This is a guest post by Rachel Camp. She lives in Iowa with her husband Jon and their three small children.
My lack of faith was never at the forefront of my mind until I heard the words, “Your baby has cancer.”
I was suddenly faced with the reality that my 4-month-old might die, my entire world crashing, burning and scattering ashes all around me. In one week’s time, I went from confidently parenting my third baby to discovering his entire abdomen was filled with cancerous tumors. How could this happen? How could I have not seen weeks ago that his belly was so clearly too big? Why was this happening to him, my sweet innocent baby?
I thought, if cancer ever touched my life, it would affect an elderly relative or possibly even me. Not my baby. Never my baby. It was the single most unfair situation I could ever imagine.
I found myself searching for answers, meaning, help. When connecting with fellow cancer parents, various support groups, and well-meaning friends and family, the most common piece of advice I was given was a variation of “Trust in god. He chose you to be the mom of this baby. He wouldn’t give you more than you can handle.”
I would smile and nod in agreement, though inside, I’d be screaming. Trust in God?! Your God who controls everything, yet somehow isn’t solely responsible for my innocent baby’s cancer?!
I was furious at the double standard of thanking and praising God for all of the good in this world, while placing all of the blame for the bad on human nature. It made no sense why God would “choose” me to miscarry my first three pregnancies, then continue to worsen the blows with this pediatric cancer diagnosis? (Sometimes, life DOES give us more than we can handle.)
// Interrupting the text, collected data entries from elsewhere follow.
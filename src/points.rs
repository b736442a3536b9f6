//! The oriented point-cloud container consumed by the octree builder.
//!
//! A [`Points`] value carries flat channel arrays (positions, optional
//! normals, auxiliary features, FPFH descriptors, roughness and labels)
//! together with a [`PointsInfo`] descriptor reporting the per-property
//! channel widths. The container is immutable from the builder's point of
//! view; the rigid transforms below produce the input, never mutate it
//! during a build.

use binrw::{binrw, BinReaderExt, BinWriterExt, VecArgs};
use glam::{Mat3, Quat, Vec3};
use std::fs::File;
use std::io::{BufWriter, Cursor, Write};
use std::path::Path;
use thiserror::Error;

use crate::octree::aabb::Aabb;

pub const MAGIC: &[u8; 16] = b"_POINTS_1.0_\0\0\0\0";

#[derive(Error, Debug)]
pub enum PointsError {
    #[error("the position array must be a non-empty multiple of three")]
    BadPositions,

    #[error("normals must hold three channels per point")]
    BadNormals,

    #[error("the {0} array is not a whole multiple of the point count")]
    BadChannel(&'static str),

    #[error("labels must hold one value per point")]
    BadLabels,

    #[error("points must carry normals or features")]
    MissingSignal,
}

#[derive(Error, Debug)]
pub enum ReadPointsError {
    #[error("IO error")]
    Io(#[from] std::io::Error),

    #[error("invalid binary data")]
    InvalidBinaryData(#[from] binrw::Error),

    #[error("the magic string does not match _POINTS_1.0_")]
    BadMagic,

    #[error("inconsistent channels: {0}")]
    BadChannels(#[from] PointsError),
}

#[derive(Error, Debug)]
pub enum WritePointsError {
    #[error("IO error")]
    Io(#[from] std::io::Error),

    #[error("invalid binary data")]
    InvalidBinaryData(#[from] binrw::Error),
}

/// Per-property channel widths of a point cloud, with the same on-disk
/// layout as the front of a `.points` file.
#[binrw]
#[brw(little)]
#[derive(Clone, Debug, Default, PartialEq)]
pub struct PointsInfo {
    magic: [u8; 16],
    pt_num: i32,
    content_flags: i32,
    channels: [i32; 8],
    ptr_dis: [i32; 8],
}

const POINT: usize = 0;
const NORMAL: usize = 1;
const FEATURE: usize = 2;
const FPFH: usize = 3;
const ROUGHNESS: usize = 4;
const LABEL: usize = 5;

impl PointsInfo {
    pub fn pt_num(&self) -> i32 {
        self.pt_num
    }

    pub fn point_channel(&self) -> i32 {
        self.channels[POINT]
    }

    pub fn normal_channel(&self) -> i32 {
        self.channels[NORMAL]
    }

    pub fn feature_channel(&self) -> i32 {
        self.channels[FEATURE]
    }

    pub fn fpfh_channel(&self) -> i32 {
        self.channels[FPFH]
    }

    pub fn roughness_channel(&self) -> i32 {
        self.channels[ROUGHNESS]
    }

    pub fn label_channel(&self) -> i32 {
        self.channels[LABEL]
    }

    fn set_channel(&mut self, index: usize, channel: i32) {
        self.channels[index] = channel;
        if channel > 0 {
            self.content_flags |= 1 << index;
        } else {
            self.content_flags &= !(1 << index);
        }
    }

    fn set_ptr_dis(&mut self) {
        const HEADER: i32 = 16 + 4 * 18;
        self.ptr_dis[0] = HEADER;
        for i in 1..8 {
            self.ptr_dis[i] = self.ptr_dis[i - 1] + 4 * self.pt_num * self.channels[i - 1];
        }
    }
}

#[derive(Clone, Debug, Default)]
pub struct Points {
    info: PointsInfo,
    pts: Vec<f32>,
    normals: Vec<f32>,
    features: Vec<f32>,
    fpfh: Vec<f32>,
    roughness: Vec<f32>,
    labels: Vec<f32>,
}

impl Points {
    /// Assemble a cloud from flat channel arrays. Every optional array may
    /// be empty; positions are mandatory, and at least one of normals or
    /// features must be present.
    pub fn from_parts(
        pts: Vec<f32>,
        normals: Vec<f32>,
        features: Vec<f32>,
        fpfh: Vec<f32>,
        roughness: Vec<f32>,
        labels: Vec<f32>,
    ) -> Result<Self, PointsError> {
        if pts.is_empty() || pts.len() % 3 != 0 {
            return Err(PointsError::BadPositions);
        }
        let npt = pts.len() / 3;
        if !normals.is_empty() && normals.len() != 3 * npt {
            return Err(PointsError::BadNormals);
        }
        if features.len() % npt != 0 {
            return Err(PointsError::BadChannel("feature"));
        }
        if fpfh.len() % npt != 0 {
            return Err(PointsError::BadChannel("fpfh"));
        }
        if roughness.len() % npt != 0 {
            return Err(PointsError::BadChannel("roughness"));
        }
        if !labels.is_empty() && labels.len() != npt {
            return Err(PointsError::BadLabels);
        }
        if normals.is_empty() && features.is_empty() {
            return Err(PointsError::MissingSignal);
        }

        let mut info = PointsInfo {
            magic: *MAGIC,
            pt_num: npt as i32,
            ..PointsInfo::default()
        };
        info.set_channel(POINT, 3);
        info.set_channel(NORMAL, if normals.is_empty() { 0 } else { 3 });
        info.set_channel(FEATURE, (features.len() / npt) as i32);
        info.set_channel(FPFH, (fpfh.len() / npt) as i32);
        info.set_channel(ROUGHNESS, (roughness.len() / npt) as i32);
        info.set_channel(LABEL, if labels.is_empty() { 0 } else { 1 });
        info.set_ptr_dis();

        Ok(Self {
            info,
            pts,
            normals,
            features,
            fpfh,
            roughness,
            labels,
        })
    }

    pub fn info(&self) -> &PointsInfo {
        &self.info
    }

    pub fn num_points(&self) -> usize {
        self.info.pt_num as usize
    }

    pub fn positions(&self) -> &[f32] {
        &self.pts
    }

    pub fn normals(&self) -> Option<&[f32]> {
        (!self.normals.is_empty()).then_some(self.normals.as_slice())
    }

    pub fn features(&self) -> Option<&[f32]> {
        (!self.features.is_empty()).then_some(self.features.as_slice())
    }

    pub fn fpfh(&self) -> Option<&[f32]> {
        (!self.fpfh.is_empty()).then_some(self.fpfh.as_slice())
    }

    pub fn roughness(&self) -> Option<&[f32]> {
        (!self.roughness.is_empty()).then_some(self.roughness.as_slice())
    }

    pub fn labels(&self) -> Option<&[f32]> {
        (!self.labels.is_empty()).then_some(self.labels.as_slice())
    }

    /// Tight axis-aligned bounds of the positions.
    pub fn bounds(&self) -> Aabb {
        Aabb::from_points(&self.pts)
    }

    /// Read a binary `.points` file.
    pub fn read_file(path: impl AsRef<Path>) -> Result<Self, ReadPointsError> {
        let data = std::fs::read(path)?;
        Self::from_bytes(&data)
    }

    pub fn from_bytes(data: &[u8]) -> Result<Self, ReadPointsError> {
        let mut cursor = Cursor::new(data);
        let info: PointsInfo = cursor.read_le()?;
        if info.magic != *MAGIC {
            return Err(ReadPointsError::BadMagic);
        }

        let npt = info.pt_num.max(0) as usize;
        let mut block = |channel: i32| -> Result<Vec<f32>, binrw::Error> {
            cursor.read_le_args(VecArgs::builder().count(npt * channel.max(0) as usize).finalize())
        };
        let pts = block(info.channels[POINT])?;
        let normals = block(info.channels[NORMAL])?;
        let features = block(info.channels[FEATURE])?;
        let fpfh = block(info.channels[FPFH])?;
        let roughness = block(info.channels[ROUGHNESS])?;
        let labels = block(info.channels[LABEL])?;

        Ok(Self::from_parts(pts, normals, features, fpfh, roughness, labels)?)
    }

    /// Write the binary `.points` form.
    pub fn write_file(&self, path: impl AsRef<Path>) -> Result<(), WritePointsError> {
        let mut cursor = Cursor::new(Vec::new());
        cursor.write_le(&self.info)?;
        cursor.write_le(&self.pts)?;
        cursor.write_le(&self.normals)?;
        cursor.write_le(&self.features)?;
        cursor.write_le(&self.fpfh)?;
        cursor.write_le(&self.roughness)?;
        cursor.write_le(&self.labels)?;
        std::fs::write(path, cursor.into_inner())?;
        Ok(())
    }

    /// Export positions (and normals, when present) as ASCII PLY.
    pub fn write_ply(&self, path: impl AsRef<Path>) -> Result<(), WritePointsError> {
        let mut out = BufWriter::new(File::create(path)?);
        let has_normals = !self.normals.is_empty();

        writeln!(out, "ply")?;
        writeln!(out, "format ascii 1.0")?;
        writeln!(out, "element vertex {}", self.num_points())?;
        writeln!(out, "property float x")?;
        writeln!(out, "property float y")?;
        writeln!(out, "property float z")?;
        if has_normals {
            writeln!(out, "property float nx")?;
            writeln!(out, "property float ny")?;
            writeln!(out, "property float nz")?;
        }
        writeln!(out, "end_header")?;

        for i in 0..self.num_points() {
            let p = &self.pts[3 * i..3 * i + 3];
            if has_normals {
                let n = &self.normals[3 * i..3 * i + 3];
                writeln!(
                    out,
                    "{} {} {} {} {} {}",
                    p[0], p[1], p[2], n[0], n[1], n[2]
                )?;
            } else {
                writeln!(out, "{} {} {}", p[0], p[1], p[2])?;
            }
        }
        Ok(())
    }

    /// Translate the cloud so its bounds are centered about `center`.
    pub fn center_about(&mut self, center: Vec3) {
        let offset = center - self.bounds().center();
        for p in self.pts.chunks_exact_mut(3) {
            p[0] += offset.x;
            p[1] += offset.y;
            p[2] += offset.z;
        }
    }

    /// Push every point along its normal by `dis`. A no-op for clouds
    /// without normals.
    pub fn displace(&mut self, dis: f32) {
        if self.normals.is_empty() {
            return;
        }
        for (p, n) in self
            .pts
            .chunks_exact_mut(3)
            .zip(self.normals.chunks_exact(3))
        {
            p[0] += dis * n[0];
            p[1] += dis * n[1];
            p[2] += dis * n[2];
        }
    }

    /// Rotate positions and normals by `angle` radians about `axis`.
    pub fn rotate(&mut self, angle: f32, axis: Vec3) {
        let rot = Mat3::from_quat(Quat::from_axis_angle(axis.normalize(), angle));
        self.transform(&rot);
    }

    /// Apply a linear transform to positions and normals.
    pub fn transform(&mut self, mat: &Mat3) {
        for p in self.pts.chunks_exact_mut(3) {
            let v = *mat * Vec3::new(p[0], p[1], p[2]);
            p.copy_from_slice(&v.to_array());
        }
        for n in self.normals.chunks_exact_mut(3) {
            let v = (*mat * Vec3::new(n[0], n[1], n[2])).normalize_or_zero();
            n.copy_from_slice(&v.to_array());
        }
    }
}

#[cfg(test)]
mod tests {
    use super::*;

    fn sample() -> Points {
        Points::from_parts(
            vec![0.0, 0.0, 0.0, 1.0, 2.0, 3.0],
            vec![0.0, 0.0, 1.0, 1.0, 0.0, 0.0],
            Vec::new(),
            Vec::new(),
            Vec::new(),
            vec![1.0, 2.0],
        )
        .unwrap()
    }

    #[test]
    fn channel_widths_are_derived() {
        let p = sample();
        assert_eq!(p.num_points(), 2);
        assert_eq!(p.info().normal_channel(), 3);
        assert_eq!(p.info().label_channel(), 1);
        assert_eq!(p.info().feature_channel(), 0);
    }

    #[test]
    fn rejects_cloud_without_signal() {
        let err = Points::from_parts(
            vec![0.0; 3],
            Vec::new(),
            Vec::new(),
            Vec::new(),
            Vec::new(),
            Vec::new(),
        )
        .unwrap_err();
        assert!(matches!(err, PointsError::MissingSignal));
    }

    #[test]
    fn binary_roundtrip() {
        let p = sample();
        let dir = std::env::temp_dir().join("mortree_points_roundtrip.points");
        p.write_file(&dir).unwrap();
        let q = Points::read_file(&dir).unwrap();
        assert_eq!(p.positions(), q.positions());
        assert_eq!(p.normals(), q.normals());
        assert_eq!(p.labels(), q.labels());
        assert_eq!(p.info(), q.info());
    }

    #[test]
    fn displace_moves_along_normals() {
        let mut p = sample();
        p.displace(2.0);
        assert_eq!(&p.positions()[..3], &[0.0, 0.0, 2.0]);
        assert_eq!(&p.positions()[3..], &[3.0, 2.0, 3.0]);
    }
}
Every attempt at searching for answers ended with a call to lean on my faith for healing and guidance. I understood where everyone was coming from; that’s what they did when facing tragedy. It brought them comfort and peace to know everything was in God’s hands. But I couldn’t cling to a faith I didn’t have. I couldn’t trust in or pray to a God I didn’t believe existed.
That’s when I began seeking out (Facebook) support groups for non-believing parents. I was surprised they even existed. It was so refreshing to find a group of like-minded moms from whom I didn’t have to hide my views. I didn’t have to scan through paragraphs of religious “fluff” before getting to their useful advice. Their empathy didn’t come in the form of knowing “I must be a special mom to be given such a special baby.”
There were also cancer-specific support groups for non-believers. While they were smaller, with most members either having cancer themselves or being a parent or caregiver to someone who did, I found the support I had been yearning for. I was no longer alone.
It was through these groups that I learned to put my trust in medical research, treatment plans, and knowledgable doctors and surgeons. I discovered an intense appreciation for life, including my children’s lives. While I couldn’t control their future, I could make the most of the precious time we still had together. I didn’t think about losing them because it would’ve been too painful knowing they would be gone forever. I found solace in knowing I wasn’t the only person who felt this way.
My baby endured eight brutal rounds of chemotherapy. But it worked. He lived. His cancerous tumors shrank and he was able to end treatment. Today, he functions like any other “typical” toddler. But it took years of research for that outcome to even be possible. There were thousands of babies, just like mine, who were research subjects, who were experimented on, in order to fine-tune the treatments needed to control and shrink my baby’s cancer. Words cannot express my gratitude for the doctors, researchers, and parents of those other children. They’re the ones who saved my baby’s life. They’re the ones who deserve all of the glory and credit.
My baby was a miracle: a miracle of modern medicine.
Our journey with cancer isn’t entirely over. The nasty beast could rear its head again in the future, and I know it would once again devastate our family. But that’s out of my control. All I can do is make the most of this life, day by day, and make sure my children know how much I love and care for them.
Being the parent of a child diagnosed with cancer can be lonely. You know most other parents aren’t experiencing what you’re going through and it’s hard to relate. Being an atheist in a world full of believers often feels similar. Being both brings on a whole new level of isolation. But through connections with other parents who had faced a similar path, I was able to get through the hardest time in my life. Their empathy, compassion, and kindness gave me hope in a way accepting God’s role in everything never could. It’s fueling me even today, even with that ordeal behind my family.